URL Encoding, SQL Injection, and Directory Traversal for Cybersecurity Certification – Part 1

Numbering Systems

By Bob Weiss

Many of the cybersecurity certifications that I teach have content that involves the uses of encoding, code injection, directory transversal, and scripting.  These concepts can be difficult to grasp, and the exam questions can be challenging to answer correctly.  This series of articles is designed to help you understand the basic concepts, and how these get used both securely and maliciously.  I am planning to show examples to help you identify these types of use cases or exploits when they show up in an exam question.

This is the first a multi-part series of articles.  We are going to start with the uses of binary and other numbering systems.  In the next article we will learn how these are used to create character sets of upper-case and lower-case letters, numbers, and symbols.  In the following articles, we will look at ways that encoding is used to modify or obfuscate web addresses and hyperlinks.  We will look at encoding as it is used in different command injection attacks, and directory traversal exploits.

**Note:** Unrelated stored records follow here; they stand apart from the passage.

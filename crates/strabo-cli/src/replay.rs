//! JSON Lines replay of recorded landmark frames.
//!
//! Each input line is a [`FrameInput`] with an optional `track` field.
//! Every distinct track gets its own tracker thread, so recordings that
//! interleave several subjects or cameras keep their state apart. Each frame
//! produces one output line: the frame output, or the reason it was rejected.

use std::collections::{BTreeMap, HashMap};
use std::io::{BufRead, Write};

use anyhow::{Context, Result};
use serde::{Deserialize, Serialize};
use strabo_core::{FrameInput, FrameOutput, PipelineConfig};

use crate::tracker::{spawn_tracker, TrackerError, TrackerHandle, TrackerSummary};

const DEFAULT_TRACK: &str = "default";

#[derive(Deserialize)]
struct FrameRecord {
    #[serde(default)]
    track: Option<String>,
    #[serde(flatten)]
    frame: FrameInput,
}

#[derive(Serialize)]
struct OutputRecord<'a> {
    track: &'a str,
    timestamp: i64,
    #[serde(skip_serializing_if = "Option::is_none")]
    output: Option<&'a FrameOutput>,
    #[serde(skip_serializing_if = "Option::is_none")]
    error: Option<String>,
}

/// Totals for a finished replay.
#[derive(Debug, Default, Serialize)]
pub struct ReplayStats {
    pub frames: usize,
    pub rejected: usize,
    pub tracks: BTreeMap<String, TrackerSummary>,
}

/// Replay every frame in `input`, writing one JSON line per frame to `output`.
pub async fn run<R: BufRead, W: Write>(
    input: R,
    mut output: W,
    config: &PipelineConfig,
) -> Result<ReplayStats> {
    let mut trackers: HashMap<String, TrackerHandle> = HashMap::new();
    let mut stats = ReplayStats::default();

    for (idx, line) in input.lines().enumerate() {
        let line_no = idx + 1;
        let line = line.with_context(|| format!("failed to read input line {line_no}"))?;
        if line.trim().is_empty() {
            continue;
        }

        let record: FrameRecord = serde_json::from_str(&line)
            .with_context(|| format!("invalid frame record on line {line_no}"))?;
        let track = record
            .track
            .unwrap_or_else(|| DEFAULT_TRACK.to_string());
        let timestamp = record.frame.timestamp;

        let handle = match trackers.get(&track) {
            Some(h) => h.clone(),
            None => {
                let h = spawn_tracker(&track, config.clone())?;
                trackers.insert(track.clone(), h.clone());
                h
            }
        };

        stats.frames += 1;
        let (frame_output, error) = match handle.process(record.frame).await {
            Ok(out) => (Some(out), None),
            Err(TrackerError::Frame(e)) => {
                tracing::warn!(track = %track, line = line_no, timestamp, error = %e, "frame rejected");
                stats.rejected += 1;
                (None, Some(e.to_string()))
            }
            Err(e) => return Err(e.into()),
        };

        let out = OutputRecord {
            track: &track,
            timestamp,
            output: frame_output.as_ref(),
            error,
        };
        serde_json::to_writer(&mut output, &out).context("failed to write output record")?;
        writeln!(output).context("failed to write output record")?;
    }
    output.flush().context("failed to flush output")?;

    for (track, handle) in &trackers {
        stats.tracks.insert(track.clone(), handle.summary().await?);
    }

    tracing::info!(
        frames = stats.frames,
        rejected = stats.rejected,
        tracks = stats.tracks.len(),
        "replay finished"
    );
    Ok(stats)
}
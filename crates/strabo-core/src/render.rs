//! Drawable annotations for an external renderer.
//!
//! Nothing here computes measurements. The assembler lays out shapes from
//! values the rest of the pipeline already produced: one oval plus its
//! landmarks per iris, the four eye corners, and a block of text lines.

use serde::{Deserialize, Serialize};

use crate::geometry::ImageSize;
use crate::landmarks::{EyeLandmarks, FaceCorners, Landmark};

/// Text line height as a multiple of the font height.
pub const FONT_HEIGHT_SCALE: f32 = 1.5;

#[derive(Debug, Clone, Copy, PartialEq, Eq, Serialize, Deserialize)]
pub struct Color {
    pub r: u8,
    pub g: u8,
    pub b: u8,
}

impl Color {
    pub const fn rgb(r: u8, g: u8, b: u8) -> Self {
        Self { r, g, b }
    }
}

/// Where the text block is anchored.
#[derive(Debug, Clone, Copy, PartialEq, Eq, Default, Serialize, Deserialize)]
#[serde(rename_all = "snake_case")]
pub enum TextAnchor {
    #[default]
    TopLeft,
    BottomLeft,
}

/// Per-stream drawing options.
#[derive(Debug, Clone, PartialEq, Serialize, Deserialize)]
#[serde(default)]
pub struct RenderOptions {
    pub oval_color: Color,
    pub oval_thickness: f32,
    pub landmark_color: Color,
    pub landmark_thickness: f32,
    pub text_color: Color,
    pub text_thickness: f32,
    pub font_height_px: f32,
    pub font_face: i32,
    pub horizontal_offset_px: i32,
    pub vertical_offset_px: i32,
    pub anchor: TextAnchor,
}

impl Default for RenderOptions {
    fn default() -> Self {
        Self {
            oval_color: Color::rgb(0, 0, 255),
            oval_thickness: 2.0,
            landmark_color: Color::rgb(0, 255, 0),
            landmark_thickness: 2.0,
            text_color: Color::rgb(255, 0, 0),
            text_thickness: 2.0,
            font_height_px: 50.0,
            font_face: 0,
            horizontal_offset_px: 200,
            vertical_offset_px: 200,
            anchor: TextAnchor::TopLeft,
        }
    }
}

/// Rectangle in normalized image coordinates.
#[derive(Debug, Clone, Copy, PartialEq, Serialize)]
pub struct Rect {
    pub left: f32,
    pub top: f32,
    pub right: f32,
    pub bottom: f32,
}

#[derive(Debug, Clone, PartialEq, Serialize)]
#[serde(tag = "kind", rename_all = "snake_case")]
pub enum RenderAnnotation {
    Oval {
        rect: Rect,
        normalized: bool,
        color: Color,
        thickness: f32,
    },
    Point {
        x: f32,
        y: f32,
        normalized: bool,
        color: Color,
        thickness: f32,
    },
    Text {
        text: String,
        left_px: f32,
        baseline_px: f32,
        font_height_px: f32,
        font_face: i32,
        color: Color,
        thickness: f32,
    },
}

impl RenderAnnotation {
    fn point(lm: Landmark, options: &RenderOptions) -> Self {
        Self::Point {
            x: lm.x,
            y: lm.y,
            normalized: true,
            color: options.landmark_color,
            thickness: options.landmark_thickness,
        }
    }
}

/// Oval around the iris followed by its five landmarks.
pub fn iris_annotations(
    eye: &EyeLandmarks,
    diameter_px: f32,
    image: ImageSize,
    options: &RenderOptions,
) -> Vec<RenderAnnotation> {
    let radius = diameter_px / 2.0;
    let half_w = radius / image.width as f32;
    let half_h = radius / image.height as f32;
    let c = eye.center;

    let mut out = Vec::with_capacity(6);
    out.push(RenderAnnotation::Oval {
        rect: Rect {
            left: c.x - half_w,
            top: c.y - half_h,
            right: c.x + half_w,
            bottom: c.y + half_h,
        },
        normalized: true,
        color: options.oval_color,
        thickness: options.oval_thickness,
    });
    out.extend(
        eye.points()
            .into_iter()
            .map(|lm| RenderAnnotation::point(lm, options)),
    );
    out
}

/// The four eye corners as points.
pub fn corner_annotations(corners: &FaceCorners, options: &RenderOptions) -> Vec<RenderAnnotation> {
    corners
        .points()
        .into_iter()
        .map(|lm| RenderAnnotation::point(lm, options))
        .collect()
}

/// One text annotation per line, stacked top to bottom from the anchor.
pub fn text_annotations(
    lines: &[String],
    image: ImageSize,
    options: &RenderOptions,
) -> Vec<RenderAnnotation> {
    let line_height = (options.font_height_px * FONT_HEIGHT_SCALE).ceil();
    let mut first_baseline = options.vertical_offset_px as f32;
    match options.anchor {
        TextAnchor::TopLeft => first_baseline += line_height,
        TextAnchor::BottomLeft => {
            first_baseline += image.height as f32 - line_height * lines.len() as f32
        }
    }

    lines
        .iter()
        .enumerate()
        .map(|(i, line)| RenderAnnotation::Text {
            text: line.clone(),
            left_px: options.horizontal_offset_px as f32,
            baseline_px: first_baseline + i as f32 * line_height,
            font_height_px: options.font_height_px,
            font_face: options.font_face,
            color: options.text_color,
            thickness: options.text_thickness,
        })
        .collect()
}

One housekeeping tip:  If you click on the images, they will expand to full size on a separate tab.  You may then right click on the image and save it as a study aid.


Its All Numbers – Numbering systems

I always tell my classes that computers love numbers and hate letters.  Almost everything a computer is doing eventually is translated into bits or binary digits.  This is true for the letters of the alphabet, numbers, non-alphabetic symbols, as well as RGB color code values represented in pixels of an image.  Everything is converted into binary at some point.

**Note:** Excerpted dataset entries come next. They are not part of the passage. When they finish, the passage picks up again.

//! Exponential moving average over per-frame measurements.
//!
//! Landmark positions jitter by a pixel or two from frame to frame. Each
//! tracked scalar runs through a first-order IIR low-pass filter:
//!
//! ```text
//! value = value * (1 - α) + raw * α
//! ```
//!
//! The first valid sample is taken as-is (cold start), so the filter is
//! never pulled toward an arbitrary initial value.

use serde::Serialize;

use crate::geometry::AxisDistance;

/// Weight of the newest sample.
pub const SMOOTHING_WEIGHT: f32 = 0.1;

/// One smoothed scalar. `None` until the first valid sample arrives.
#[derive(Debug, Clone, Copy, PartialEq, Default)]
pub struct FilterChannel {
    value: Option<f32>,
}

impl FilterChannel {
    pub const fn new() -> Self {
        Self { value: None }
    }

    /// Current smoothed value, if any valid sample has been seen.
    pub fn value(&self) -> Option<f32> {
        self.value.filter(|v| v.is_finite())
    }

    pub fn is_initialized(&self) -> bool {
        self.value().is_some()
    }

    /// Feed one raw sample using [`SMOOTHING_WEIGHT`].
    pub fn update(&mut self, raw: f32) -> Option<f32> {
        self.update_with_weight(raw, SMOOTHING_WEIGHT)
    }

    /// Feed one raw sample with an explicit weight.
    ///
    /// Non-positive and non-finite samples are not measurements; the channel
    /// is left untouched and its previous value is returned.
    pub fn update_with_weight(&mut self, raw: f32, weight: f32) -> Option<f32> {
        if !(raw > 0.0 && raw.is_finite()) {
            return self.value();
        }

        let next = match self.value() {
            Some(prev) => prev * (1.0 - weight) + raw * weight,
            None => raw,
        };
        self.value = Some(next);
        Some(next)
    }
}

/// Smoothed x, y and euclidean components of one distance.
#[derive(Debug, Clone, Copy, PartialEq, Default)]
pub struct AxisChannels {
    pub x: FilterChannel,
    pub y: FilterChannel,
    pub euclidean: FilterChannel,
}

/// Snapshot of [`AxisChannels`]; absent components have not been initialized.
#[derive(Debug, Clone, Copy, PartialEq, Default, Serialize)]
pub struct AxisValues {
    pub x: Option<f32>,
    pub y: Option<f32>,
    pub euclidean: Option<f32>,
}

impl AxisChannels {
    pub fn update(&mut self, raw: AxisDistance) -> AxisValues {
        AxisValues {
            x: self.x.update(raw.x),
            y: self.y.update(raw.y),
            euclidean: self.euclidean.update(raw.euclidean),
        }
    }

    pub fn values(&self) -> AxisValues {
        AxisValues {
            x: self.x.value(),
            y: self.y.value(),
            euclidean: self.euclidean.value(),
        }
    }
}
use serde::Serialize;
use strabo_core::{
    FrameInput, FrameOutput, IrisPipeline, PipelineConfig, PipelineError, WarningCounters,
};
use thiserror::Error;
use tokio::sync::{mpsc, oneshot};

#[derive(Error, Debug)]
pub enum TrackerError {
    #[error("frame rejected: {0}")]
    Frame(#[from] PipelineError),
    #[error("failed to spawn tracker thread: {0}")]
    Spawn(#[source] std::io::Error),
    #[error("tracker thread exited")]
    ChannelClosed,
}

/// State of one track after its last frame.
#[derive(Debug, Clone, Serialize)]
pub struct TrackerSummary {
    pub frames_processed: u64,
    pub baseline_captured: bool,
    pub counters: WarningCounters,
}

/// Messages sent from the replay loop to a tracker thread.
enum TrackerRequest {
    Process {
        frame: Box<FrameInput>,
        reply: oneshot::Sender<Result<FrameOutput, PipelineError>>,
    },
    Summary {
        reply: oneshot::Sender<TrackerSummary>,
    },
}

/// Clone-safe handle to a tracker thread.
#[derive(Clone)]
pub struct TrackerHandle {
    tx: mpsc::Sender<TrackerRequest>,
}

impl TrackerHandle {
    /// Run one frame through this track's pipeline.
    pub async fn process(&self, frame: FrameInput) -> Result<FrameOutput, TrackerError> {
        let (reply_tx, reply_rx) = oneshot::channel();
        self.tx
            .send(TrackerRequest::Process {
                frame: Box::new(frame),
                reply: reply_tx,
            })
            .await
            .map_err(|_| TrackerError::ChannelClosed)?;
        let result = reply_rx.await.map_err(|_| TrackerError::ChannelClosed)?;
        Ok(result?)
    }

    pub async fn summary(&self) -> Result<TrackerSummary, TrackerError> {
        let (reply_tx, reply_rx) = oneshot::channel();
        self.tx
            .send(TrackerRequest::Summary { reply: reply_tx })
            .await
            .map_err(|_| TrackerError::ChannelClosed)?;
        reply_rx.await.map_err(|_| TrackerError::ChannelClosed)
    }
}

/// Spawn a pipeline instance on a dedicated OS thread.
///
/// The pipeline never leaves its thread, so frames for one track are applied
/// strictly in the order they were sent. The thread exits once every handle
/// has been dropped.
pub fn spawn_tracker(track: &str, config: PipelineConfig) -> Result<TrackerHandle, TrackerError> {
    let (tx, mut rx) = mpsc::channel::<TrackerRequest>(16);
    let track_name = track.to_string();

    std::thread::Builder::new()
        .name(format!("strabo-{track}"))
        .spawn(move || {
            let mut pipeline = IrisPipeline::new(config);
            tracing::info!(track = %track_name, "tracker thread started");
            while let Some(req) = rx.blocking_recv() {
                match req {
                    TrackerRequest::Process { frame, reply } => {
                        let _ = reply.send(pipeline.process(&frame));
                    }
                    TrackerRequest::Summary { reply } => {
                        let detector = pipeline.detector();
                        let _ = reply.send(TrackerSummary {
                            frames_processed: pipeline.frames_processed(),
                            baseline_captured: detector.baseline().is_some(),
                            counters: *detector.counters(),
                        });
                    }
                }
            }
            tracing::info!(
                track = %track_name,
                frames = pipeline.frames_processed(),
                "tracker thread exiting"
            );
        })
        .map_err(TrackerError::Spawn)?;

    Ok(TrackerHandle { tx })
}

Binary is the simplest of the four numbering systems used by computers.  It has two integers, 0 and 1.  It is useful in computer systems run by transistors which can be in one of two states, off or on (0 or 1).  Have you ever wondered about the logo etched in the power button?  It looks like a circle and a line, but it is a binary 0 and 1, off and on.

Here are the common computer numbering systems:

  • Base 10 (decimal): 0-9 and place value powers of 10.  Not terribly useful for computers but most familiar system used by humans.  Binary is converted  by computers to decimal for humans to use.
  • Base 2 (binary): 0 or 1 and place value powers of 2  Computers communicate in binary.
  • Base 8 (octal): occasional use in computing (8 bits to a byte).  Handy for 7 and 8 bit systems such as ASCII and UNICODE which encode letters, numbers, and symbols.
  • Base 16 (hexadecimal): Up to 16 values represented by 0-9 and A(10), B(11), C(12), D(13), E(14), and F(15).
    • 1 hex digit can represent 4 binary digits (a “nibble”)
    • 2 hex digits can represent 1 octet (1 byte or 8 bits)
    • 4 hex digits can represent 1 double-byte (16 bits) as in IPv6 addressing
    • Can be identified by leading 0x (0xFF) or trailing h for hexadecimal (FFh)
    • The numbers starting with 10 are represented by symbols that are similar to but are not the first six letters of the Roman alphabet.  These are NUMBERS and have numerical values.  The sooner you stop thinking of these as letters and start thinking of them as numbers, the easier hexadecimal will become for you.

Here are the four numbering systems laid side by side

Binary, Octal, and Hexadecimal are all divisible by 2 and composed of powers of 2.  Since computers, processors, and transistors work in one of two states (on/off), these numbering systems are incredibly useful to computers.

Decimal is not.  In fact, Decimal numbering is almost useless to computers.  Decimal is used primarily by human computer users because we know decimal the best and use it the most.  Why?  As a species that has ten digits, five on each hand, and that uses those fingers for counting, it is obvious that humans developed decimal or Base 10 numbering as a biological convenience. Even the word digit can refer to a number or a finger.   If humans had eight fingers on each hand, we would have naturally developed and used hexadecimal for counting.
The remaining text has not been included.